Few other than me knew the name on his birth certificate--Frank Johnson. Knobby, like Sedonia, could see treasure through a hundred years of crud. My vision was good for maybe, ahhh, forty years. Frank died a few years ago at age 60. I wonder where his collection is now. I hope in some museum. Yeh, it was that impressive even to me who thought his obsession strange. But I was still building model airplanes, so who was I to judge?
A more accurate name for us Hippies was the "Flower Children." We were about love and sharing and playing nice-nice together which could only make our father who art in heaven smile. Just ask any police officer who he would rather arrest a drunk or a pot head. We were a preview of coming attractions. In order for humankind to survive, we will have to get along better, consume less and recycle more, and take much better care of our mother, aka planet "Earth." We'll have to put into action what Rev. Martin Luther King Jr. preached, "Justice is the face of love made public."
The first Hippie generation is fast disappearing. Some of us have died off and others don't dress as flamboyantly as we used to. The present generation can pass for straight and can be found in such places at "transition towns" in the US and UK and else where, and in Mondragon in Spain and Damanhur in Italy. Damanhur is even a first class tourist attraction, but that's a story for another time. I'll be visiting there next May.
Most Friday evenings in the early Seventies, while Sedonia was preparing rations for our next day's mission, I could be found in the chart room leading downstairs with a map of San Francisco taped to cardboard. Analyzing the classified ads for garage sales, I would place colored pins in the map denoting time and place of sales and quality of the goods. When finished I would change the colors of the pins prioritizing the locations and placing a gold pin representing "Prince Albert" in the middle of the area where he would be parked. This was similar to work I had done in Air Force intelligence while stationed in Germany twenty years earlier.
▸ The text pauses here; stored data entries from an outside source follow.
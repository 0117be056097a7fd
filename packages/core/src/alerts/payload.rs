use chrono::{DateTime, Utc};
use serde::Serialize;

use crate::config::NetworkConfig;
use crate::fees::types::{wei_to_gwei, AlertEvent, AlertLevel, Percentile};

/// Structured, display-ready form of an [`AlertEvent`].
///
/// This is the only place fee figures are converted to gwei.
#[derive(Debug, Clone, PartialEq, Serialize)]
pub struct AlertPayload {
    pub network: String,
    pub network_name: String,
    pub level: AlertLevel,
    /// e.g. "Ultra Low".
    pub title: String,
    pub percentile: Percentile,
    pub fee_gwei: f64,
    pub threshold_gwei: f64,
    pub base_fee_gwei: f64,
    pub priority_fee_gwei: f64,
    #[serde(skip_serializing_if = "Option::is_none")]
    pub l1_surcharge_gwei: Option<f64>,
    pub block_number: u64,
    pub timestamp: DateTime<Utc>,
    pub recommendation: String,
    #[serde(skip_serializing_if = "Option::is_none")]
    pub explorer_link: Option<String>,
}

impl AlertPayload {
    /// `network` supplies display name and explorer; falls back to the key.
    pub fn from_event(event: &AlertEvent, network: Option<&NetworkConfig>) -> Self {
        let sample = &event.sample;
        let explorer_link = network
            .and_then(|n| n.explorer_url.as_deref())
            .map(|base| format!("{}/block/{}", base.trim_end_matches('/'), sample.block_number));

        Self {
            network: event.network.clone(),
            network_name: network
                .map(|n| n.name.clone())
                .unwrap_or_else(|| event.network.clone()),
            level: event.level,
            title: title(event.level),
            percentile: event.percentile,
            fee_gwei: wei_to_gwei(event.fee),
            threshold_gwei: wei_to_gwei(event.threshold),
            base_fee_gwei: wei_to_gwei(sample.base_fee),
            priority_fee_gwei: wei_to_gwei(sample.priority_fees.get(event.percentile)),
            l1_surcharge_gwei: sample.l1_surcharge.map(wei_to_gwei),
            block_number: sample.block_number,
            timestamp: sample.timestamp,
            recommendation: event.level.recommendation().to_string(),
            explorer_link,
        }
    }

    /// One-line human summary used by the log notifier.
    pub fn summary(&self) -> String {
        format!(
            "{} {} gas: {:.3} Gwei at {} (threshold {} Gwei, base {:.3}, priority {:.3}) block {}. {}",
            self.network_name,
            self.title,
            self.fee_gwei,
            self.percentile,
            self.threshold_gwei,
            self.base_fee_gwei,
            self.priority_fee_gwei,
            self.block_number,
            self.recommendation
        )
    }
}

fn title(level: AlertLevel) -> String {
    level
        .as_str()
        .split('_')
        .map(|word| {
            let mut chars = word.chars();
            match chars.next() {
                Some(first) => first.to_ascii_uppercase().to_string() + chars.as_str(),
                None => String::new(),
            }
        })
        .collect::<Vec<_>>()
        .join(" ")
}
Back then I had to chart the weather around a secret Soviet guided missile test range at Kapustin Yar from which Sputnik was launched October 4,1957 and which we dutifully reported to the National Security Agency which then passed the news on to "The New York Times" and the rest of the Ministry of Propaganda helping the US arms industry extort more money out of US taxpayers. God forbid, the commies get ahead of us in the arms race or any race. Today there's a big scare of war with Russia. The Washington Establishment obviously hasn't figured out how to control Pres. Trump so it's pulling out all the stops in terrifying the public. I'm sorry but I already had my big fright when a Russian fleet sailed down the English Channel on it's way to a new Russian navy base in Syria last October. With all the nuclear war heads in the neighborhood, I feared at least one could go off accidentally. But perhaps the UFO people are correct that our ET neighbors have been disarming them.
I remember a cartoon years ago of a man weeping with a mushroom cloud behind him. "Nuclear war? There goes my career."
Saturday morning, with "Agapanthus" secured to the stern of our van, we would drive to the first location designated by a gold pin and a piece of colored yarn. The Prince would be carefully parked not to obstruct anything or elicit a parking ticket. I had already spent a weekend in jail for a collection of parking tickets and I was definitely reformed. Being jailed for civil disobedience was a higher calling and in my head I collected hash marks for times locked up for CD like bomber crews in WW II painted mission markers on the noses of their B-17s.
Agapanthus would then be taken down from the stern bumper and off Sedonia and I would go on the happy Honda in our shopping blitz of a neighborhood in the Richmond or the Sunset or Mission areas of the city of St. Francis.
"Hi ho, Agapanthus, the deadly duo rides again," I'd shout as we rode off, with Sedonia giggling and punching me in the back.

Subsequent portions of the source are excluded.